Nonostante questo, altri settori, lavoratori delle centrali nucleari, dei porti, delle vetrerie, dell'agro-alimentare, sono entrati in azione nelle ultime settimane. La forza di questo movimento e la composizione dei manifestanti rompe l'immaginario diffuso da qualche anno di un movimento sindacale e rivendicativo limitato ai lavoratori pubblici. Da mesi sono i lavoratori dell'industria, dei trasporti, del commercio e dei servizi che strutturano la mobilitazione.

Bloccata in una situazione che non riesce a gestire, la direzione della CGT cerca di barcamenarsi, soprattutto da metà maggio. Stretta in una tenaglia fra la forza del movimento che la spinge in prima linea e il blocco di ogni margine di negoziazione col governo, Philippe Martinez va avanti, ma non vuole spingere oltre lo scontro. Così, ha esplicitamente rifiutato di approfittare del lancio di Euro 2016, il 10 giugno, per spingere il governo sulla difensiva, liquidando i gruppi sindacali che avevano rinforzato lo sciopero sulle linee di trasporto verso gli stadi. Allo stesso modo, l'Intersindacale non ha rilanciato su un piano di crescita della mobilitazione dopo il 14 giugno.
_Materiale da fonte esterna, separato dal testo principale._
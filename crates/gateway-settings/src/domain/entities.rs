//! Typed views over device and group entries.
//!
//! Entries live in the document under `devices.<ieee_addr>` and
//! `groups.<id>`.  Beyond `friendly_name` (and `retain` for devices) an entry
//! may carry any number of extra fields, so the views wrap the raw table and
//! expose accessors instead of forcing a fixed schema.  No defaults are
//! applied: a field missing from the file reads as `None`.  Both views
//! serialize as the bare entry table.

use serde::Serialize;
use toml::{Table, Value};

/// Hardware address identifying a device, e.g. `0x00158d0001e8a1b2`.
pub type DeviceKey = String;

/// Identifier of a group.  Numeric ids use their decimal string form.
pub type GroupKey = String;

/// Document key holding the device map.
pub const DEVICES_KEY: &str = "devices";
/// Document key holding the group map.
pub const GROUPS_KEY: &str = "groups";
/// Field holding the user-facing alias of a device or group.
pub const FRIENDLY_NAME: &str = "friendly_name";
/// Field controlling MQTT retain for a device.
pub const RETAIN: &str = "retain";

/// A device entry as stored in the document.
#[derive(Debug, Clone, PartialEq, Serialize)]
#[serde(transparent)]
pub struct DeviceEntry(Table);

impl DeviceEntry {
    /// The entry written for a freshly added device: its friendly name is the
    /// hardware address itself and retain is off.
    pub fn new(key: &str) -> Self {
        let mut table = Table::new();
        table.insert(FRIENDLY_NAME.to_string(), Value::String(key.to_string()));
        table.insert(RETAIN.to_string(), Value::Boolean(false));
        Self(table)
    }

    pub fn friendly_name(&self) -> Option<&str> {
        self.0.get(FRIENDLY_NAME).and_then(Value::as_str)
    }

    pub fn retain(&self) -> Option<bool> {
        self.0.get(RETAIN).and_then(Value::as_bool)
    }

    /// Returns any field of the entry, including extra per-device options.
    pub fn get(&self, field: &str) -> Option<&Value> {
        self.0.get(field)
    }

    pub fn as_table(&self) -> &Table {
        &self.0
    }

    pub fn into_table(self) -> Table {
        self.0
    }
}

impl From<Table> for DeviceEntry {
    fn from(table: Table) -> Self {
        Self(table)
    }
}

impl From<DeviceEntry> for Value {
    fn from(entry: DeviceEntry) -> Self {
        Value::Table(entry.0)
    }
}

/// A group entry as stored in the document.
#[derive(Debug, Clone, PartialEq, Serialize)]
#[serde(transparent)]
pub struct GroupEntry(Table);

impl GroupEntry {
    pub fn friendly_name(&self) -> Option<&str> {
        self.0.get(FRIENDLY_NAME).and_then(Value::as_str)
    }

    pub fn get(&self, field: &str) -> Option<&Value> {
        self.0.get(field)
    }

    pub fn as_table(&self) -> &Table {
        &self.0
    }

    pub fn into_table(self) -> Table {
        self.0
    }
}

impl From<Table> for GroupEntry {
    fn from(table: Table) -> Self {
        Self(table)
    }
}

/// Returns the key of the first entry whose `friendly_name` equals `name`.
///
/// Entries are scanned in the map's iteration order, so with duplicate
/// aliases the earliest entry wins.  Entries that are not tables are skipped.
pub fn find_by_friendly_name<'a>(entries: &'a Table, name: &str) -> Option<&'a str> {
    entries
        .iter()
        .find(|(_, entry)| {
            entry
                .as_table()
                .and_then(|t| t.get(FRIENDLY_NAME))
                .and_then(Value::as_str)
                == Some(name)
        })
        .map(|(key, _)| key.as_str())
}

// ── Tests ─────────────────────────────────────────────────────────────────────

#[cfg(test)]
mod tests {
    use super::*;

    fn parse(text: &str) -> Table {
        toml::from_str(text).expect("test fixture must be valid TOML")
    }

    #[test]
    fn test_new_device_entry_uses_key_as_friendly_name() {
        let entry = DeviceEntry::new("0x1");

        assert_eq!(entry.friendly_name(), Some("0x1"));
        assert_eq!(entry.retain(), Some(false));
        assert_eq!(entry.as_table().len(), 2);
    }

    #[test]
    fn test_device_entry_exposes_extra_fields() {
        let entry = DeviceEntry::from(parse(
            "friendly_name = \"lamp\"\nretain = true\nqos = 1\n",
        ));

        assert_eq!(entry.friendly_name(), Some("lamp"));
        assert_eq!(entry.retain(), Some(true));
        assert_eq!(entry.get("qos").and_then(Value::as_integer), Some(1));
    }

    #[test]
    fn test_device_entry_missing_fields_read_as_none() {
        let entry = DeviceEntry::from(Table::new());

        assert_eq!(entry.friendly_name(), None);
        assert_eq!(entry.retain(), None);
    }

    #[test]
    fn test_group_entry_friendly_name() {
        let entry = GroupEntry::from(parse("friendly_name = \"kitchen\"\n"));

        assert_eq!(entry.friendly_name(), Some("kitchen"));
    }

    #[test]
    fn test_device_entry_serializes_as_bare_table() {
        let entry = DeviceEntry::new("0x1");

        let text = toml::to_string(&entry).expect("serialize");

        let restored: Table = toml::from_str(&text).expect("deserialize");
        assert_eq!(&restored, entry.as_table());
        assert!(text.contains("friendly_name = \"0x1\""));
    }

    #[test]
    fn test_group_entry_serializes_as_bare_table() {
        let entry = GroupEntry::from(parse("friendly_name = \"kitchen\"\nretain = true\n"));

        let text = toml::to_string(&entry).expect("serialize");

        assert_eq!(toml::from_str::<Table>(&text).unwrap(), *entry.as_table());
    }

    #[test]
    fn test_find_by_friendly_name_returns_first_match_in_order() {
        // Arrange: two entries share an alias
        let devices = parse(
            "[b]\nfriendly_name = \"dup\"\n[a]\nfriendly_name = \"dup\"\n[c]\nfriendly_name = \"other\"\n",
        );

        // Act / Assert
        assert_eq!(find_by_friendly_name(&devices, "dup"), Some("b"));
        assert_eq!(find_by_friendly_name(&devices, "other"), Some("c"));
    }

    #[test]
    fn test_find_by_friendly_name_returns_none_without_match() {
        let devices = parse("[a]\nfriendly_name = \"x\"\n");

        assert_eq!(find_by_friendly_name(&devices, "missing"), None);
        assert_eq!(find_by_friendly_name(&Table::new(), "x"), None);
    }

    #[test]
    fn test_find_by_friendly_name_skips_non_table_entries() {
        let devices = parse("a = \"not-an-entry\"\n[b]\nfriendly_name = \"not-an-entry\"\n");

        assert_eq!(find_by_friendly_name(&devices, "not-an-entry"), Some("b"));
    }
}
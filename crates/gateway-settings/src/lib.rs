//! # gateway-settings
//!
//! Persisted configuration store for the home-automation gateway.
//!
//! The gateway keeps its operational settings (network parameters, logging,
//! per-device and per-group overrides) in one TOML file.  This crate loads
//! that file into a [`SettingsStore`], serves reads merged over compiled-in
//! defaults, and applies a small set of mutations that always write the file
//! and read it straight back before notifying registered change handlers.
//!
//! - **`domain`** – the document value model, the defaults, and device/group
//!   entry views.  Pure; no I/O.
//! - **`application`** – the store itself and its sync protocol.
//! - **`infrastructure`** – file persistence behind the `DocumentStorage`
//!   trait, an in-memory double for tests, and data-directory resolution.
//!
//! ```no_run
//! use gateway_settings::{SettingsStore, StoreConfig};
//!
//! # fn main() -> Result<(), Box<dyn std::error::Error>> {
//! let config = StoreConfig::from_env()?;
//! let mut store = SettingsStore::open_file(&config)?;
//! store.add_device("0x00158d0001e8a1b2")?;
//! store.change_friendly_name("0x00158d0001e8a1b2", "hallway_sensor")?;
//! assert_eq!(store.get()["advanced"]["channel"].as_integer(), Some(11));
//! # Ok(())
//! # }
//! ```

pub mod application;
pub mod domain;
pub mod infrastructure;

pub use application::settings_store::{ChangeHandler, HandlerError, SettingsError, SettingsStore};
pub use domain::defaults::{default_log_level, defaults_document, DefaultsOptions};
pub use domain::document::{merge, Document, DocumentError};
pub use domain::entities::{DeviceEntry, DeviceKey, GroupEntry, GroupKey};
pub use infrastructure::paths::{debug_from_env, StoreConfig};
pub use infrastructure::storage::file::FileStorage;
pub use infrastructure::storage::memory::MemoryStorage;
pub use infrastructure::storage::{DocumentStorage, StorageError};
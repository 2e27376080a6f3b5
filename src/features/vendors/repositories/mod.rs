//! Vendor persistence.

mod postgres;

use async_trait::async_trait;

use crate::core::error::Result;
use crate::features::auth::model::{UserAccount, UserRole, UserStatus};
use crate::features::vendors::models::{NewVendor, Vendor};

pub use postgres::PgVendorRepository;

/// Vendor profile joined with its account's login name and status
#[derive(Debug, Clone, sqlx::FromRow)]
pub struct VendorWithAccount {
    #[sqlx(flatten)]
    pub vendor: Vendor,
    pub username: String,
    pub status: UserStatus,
}

#[async_trait]
pub trait VendorRepository: Send + Sync {
    async fn begin(&self) -> Result<Box<dyn VendorUnitOfWork>>;

    async fn find_all(&self) -> Result<Vec<VendorWithAccount>>;

    async fn find_by_account_id(&self, account_id: i64) -> Result<Option<VendorWithAccount>>;
}

/// Account plus profile creation in one transaction
#[async_trait]
pub trait VendorUnitOfWork: Send {
    async fn username_taken(&mut self, username: &str) -> Result<bool>;

    async fn insert_account(
        &mut self,
        username: &str,
        password_hash: &str,
        role: UserRole,
        status: UserStatus,
    ) -> Result<UserAccount>;

    async fn insert_vendor(&mut self, vendor: &NewVendor) -> Result<Vendor>;

    async fn commit(self: Box<Self>) -> Result<()>;
}
mod activity;

pub use activity::Activity;
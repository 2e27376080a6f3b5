//! OAuth2 authorization server and request authentication.
//!
//! | Method | Endpoint | Auth | Description |
//! |--------|----------|------|-------------|
//! | POST | `/oauth/token` | Client (Basic or form) | password, refresh_token, authorization_code grants |
//! | POST | `/oauth/authorize` | Client id + user credentials | code and implicit grants (302 redirect) |

pub mod clients;
pub mod dtos;
pub mod error;
pub mod guards;
pub mod handlers;
pub mod model;
pub mod repositories;
pub mod routes;
pub mod services;
pub mod token;

pub use clients::ClientRegistry;
pub use repositories::PgUserRepository;
pub use services::AuthService;
pub use token::JwtTokenIssuer;
use chrono::{DateTime, Utc};
use sqlx::FromRow;

use crate::shared::visibility::VisibilityStatus;

/// Activity catalog entry. The image column is fetched separately by id.
#[derive(Debug, Clone, FromRow)]
pub struct Activity {
    pub id: i64,
    pub activity_name: String,
    pub visibility_status: VisibilityStatus,
    pub created_at: DateTime<Utc>,
    pub updated_at: DateTime<Utc>,
}
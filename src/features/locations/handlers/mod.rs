pub mod attraction_handler;
pub mod location_handler;

pub use attraction_handler::*;
pub use location_handler::*;
use std::sync::Arc;

use crate::core::error::{AppError, Result};
use crate::features::accommodations::dtos::{
    AccommodationDto, AccommodationTypeDto, RoomDto, SaveAccommodationDto,
    SaveAccommodationTypeDto, SaveRoomDto,
};
use crate::features::accommodations::models::Accommodation;
use crate::features::accommodations::repositories::{
    AccommodationRepository, AccommodationTypeRepository,
};
use crate::features::vendors::repositories::VendorRepository;
use crate::shared::constants::ACCOMMODATION_IMAGE_BASE_URL;
use crate::shared::images::{decode_pictures, ImageUrls};
use crate::shared::visibility::VisibilityChangeDto;

/// Service for accommodation types (admin) and vendor-owned accommodations
pub struct AccommodationService {
    accommodations: Arc<dyn AccommodationRepository>,
    types: Arc<dyn AccommodationTypeRepository>,
    vendors: Arc<dyn VendorRepository>,
    image_urls: ImageUrls,
}

impl AccommodationService {
    pub fn new(
        accommodations: Arc<dyn AccommodationRepository>,
        types: Arc<dyn AccommodationTypeRepository>,
        vendors: Arc<dyn VendorRepository>,
        image_urls: ImageUrls,
    ) -> Self {
        Self {
            accommodations,
            types,
            vendors,
            image_urls,
        }
    }

    pub async fn save_type(&self, dto: SaveAccommodationTypeDto) -> Result<AccommodationTypeDto> {
        let name = dto.name.trim();

        if self.types.exists_by_name(name).await? {
            return Err(AppError::Conflict(
                "There is an existing accommodation type for given name!".to_string(),
            ));
        }

        let accommodation_type = self.types.insert(name).await?;
        tracing::info!(
            "Accommodation type created: id={}, name={}",
            accommodation_type.id,
            accommodation_type.name
        );

        Ok(accommodation_type.into())
    }

    pub async fn get_all_types(&self) -> Result<Vec<AccommodationTypeDto>> {
        let types = self.types.find_all().await?;
        Ok(types.into_iter().map(Into::into).collect())
    }

    pub async fn get_all_accommodations(&self) -> Result<Vec<AccommodationDto>> {
        let accommodations = self.accommodations.find_all().await?;
        self.assemble_all(accommodations).await
    }

    /// Create an accommodation for the vendor owning `account_id`
    pub async fn create_accommodation(
        &self,
        account_id: i64,
        dto: SaveAccommodationDto,
    ) -> Result<AccommodationDto> {
        let vendor_id = self.vendor_id(account_id).await?;
        let pictures = decode_pictures(&dto.accommodation_pictures)?;
        let new_accommodation = dto.to_new_accommodation(vendor_id);

        let mut uow = self.accommodations.begin().await?;

        if !uow
            .accommodation_type_exists(new_accommodation.accommodation_type_id)
            .await?
        {
            return Err(AppError::NotFound(
                "Accommodation type not found".to_string(),
            ));
        }

        if !uow.location_exists(new_accommodation.location_id).await? {
            return Err(AppError::NotFound("Location not found".to_string()));
        }

        let accommodation = uow.insert_accommodation(&new_accommodation).await?;

        let mut picture_ids = Vec::with_capacity(pictures.len());
        for picture in &pictures {
            picture_ids.push(uow.insert_picture(accommodation.id, picture).await?);
        }

        uow.commit().await?;

        tracing::info!(
            "Accommodation created: id={}, vendor_id={}, pictures={}",
            accommodation.id,
            vendor_id,
            picture_ids.len()
        );

        Ok(self.to_dto(accommodation, &picture_ids, 0))
    }

    pub async fn get_vendor_accommodations(&self, account_id: i64) -> Result<Vec<AccommodationDto>> {
        let vendor_id = self.vendor_id(account_id).await?;
        let accommodations = self.accommodations.find_by_vendor(vendor_id).await?;
        self.assemble_all(accommodations).await
    }

    pub async fn get_vendor_accommodation(
        &self,
        account_id: i64,
        id: i64,
    ) -> Result<AccommodationDto> {
        let accommodation = self.owned_accommodation(account_id, id).await?;
        self.assemble(accommodation).await
    }

    pub async fn change_vendor_accommodation_status(
        &self,
        account_id: i64,
        id: i64,
    ) -> Result<VisibilityChangeDto> {
        let vendor_id = self.vendor_id(account_id).await?;
        let visibility_status = self
            .accommodations
            .toggle_status_for_vendor(id, vendor_id)
            .await?
            .ok_or_else(|| AppError::NotFound("Accommodation not found".to_string()))?;

        tracing::info!("Accommodation {} status changed to {}", id, visibility_status);
        Ok(VisibilityChangeDto {
            id,
            visibility_status,
        })
    }

    /// Add a room to one of the vendor's accommodations
    pub async fn save_room(&self, account_id: i64, dto: SaveRoomDto) -> Result<RoomDto> {
        let accommodation = self
            .owned_accommodation(account_id, dto.accommodation_id)
            .await?;
        let new_room = dto.to_new_room();

        if self
            .accommodations
            .room_exists_by_name(accommodation.id, &new_room.name)
            .await?
        {
            return Err(AppError::Conflict(
                "There is an existing room for given name!".to_string(),
            ));
        }

        let room = self.accommodations.insert_room(&new_room).await?;
        tracing::info!(
            "Room created: id={}, accommodation_id={}",
            room.id,
            accommodation.id
        );

        Ok(room.into())
    }

    pub async fn get_rooms(
        &self,
        account_id: i64,
        accommodation_id: i64,
    ) -> Result<Vec<RoomDto>> {
        let accommodation = self.owned_accommodation(account_id, accommodation_id).await?;
        let rooms = self.accommodations.find_rooms(accommodation.id).await?;
        Ok(rooms.into_iter().map(Into::into).collect())
    }

    async fn owned_accommodation(&self, account_id: i64, id: i64) -> Result<Accommodation> {
        let vendor_id = self.vendor_id(account_id).await?;
        self.accommodations
            .find_for_vendor(id, vendor_id)
            .await?
            .ok_or_else(|| AppError::NotFound("Accommodation not found".to_string()))
    }

    async fn vendor_id(&self, account_id: i64) -> Result<i64> {
        self.vendors
            .find_by_account_id(account_id)
            .await?
            .map(|row| row.vendor.id)
            .ok_or_else(|| AppError::NotFound("Vendor not found".to_string()))
    }

    async fn assemble_all(&self, accommodations: Vec<Accommodation>) -> Result<Vec<AccommodationDto>> {
        let mut dtos = Vec::with_capacity(accommodations.len());
        for accommodation in accommodations {
            dtos.push(self.assemble(accommodation).await?);
        }
        Ok(dtos)
    }

    async fn assemble(&self, accommodation: Accommodation) -> Result<AccommodationDto> {
        let picture_ids = self.accommodations.find_picture_ids(accommodation.id).await?;
        let number_of_rooms = self.accommodations.count_rooms(accommodation.id).await?;
        Ok(self.to_dto(accommodation, &picture_ids, number_of_rooms))
    }

    fn to_dto(
        &self,
        a: Accommodation,
        picture_ids: &[i64],
        number_of_rooms: i64,
    ) -> AccommodationDto {
        AccommodationDto {
            id: a.id,
            name: a.name,
            description: a.description,
            telephone: a.telephone,
            email: a.email,
            address_line1: a.address_line1,
            address_line2: a.address_line2,
            city: a.city,
            province: a.province,
            postal_code: a.postal_code,
            latitude: a.latitude,
            longitude: a.longitude,
            check_in_time: a.check_in_time,
            check_out_time: a.check_out_time,
            parking: a.parking,
            smoking: a.smoking,
            pets: a.pets,
            rating: a.rating,
            rating_count: a.rating_count,
            status: a.status,
            location_id: a.location_id,
            vendor_id: a.vendor_id,
            accommodation_type_id: a.accommodation_type_id,
            accommodation_pictures: self
                .image_urls
                .urls(ACCOMMODATION_IMAGE_BASE_URL, picture_ids),
            number_of_rooms,
        }
    }
}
La prossima scadenza è soltanto una giornata il 23 giugno e l'Intersindacale spigne più a moltiplicare la firma di petizioni che a rinforzare gli scioperi. L'unione dipartimentale della CGT delle Bouches du Rhône (dipartimento di Marsiglia NdT), sfruttando la forza di 300 imprese del privato della regione marsigliese in sciopero quel giorno, ha lanciato un appello allo sciopero di 48 ore, il 23 e 24 giugno, con lo scopo di provocare un vero braccio di ferro.
Ancora una volta, niente è concluso in questa mobilitazione che dura da 4 mesi e che ha già rinnovato le sue forze più di una volta.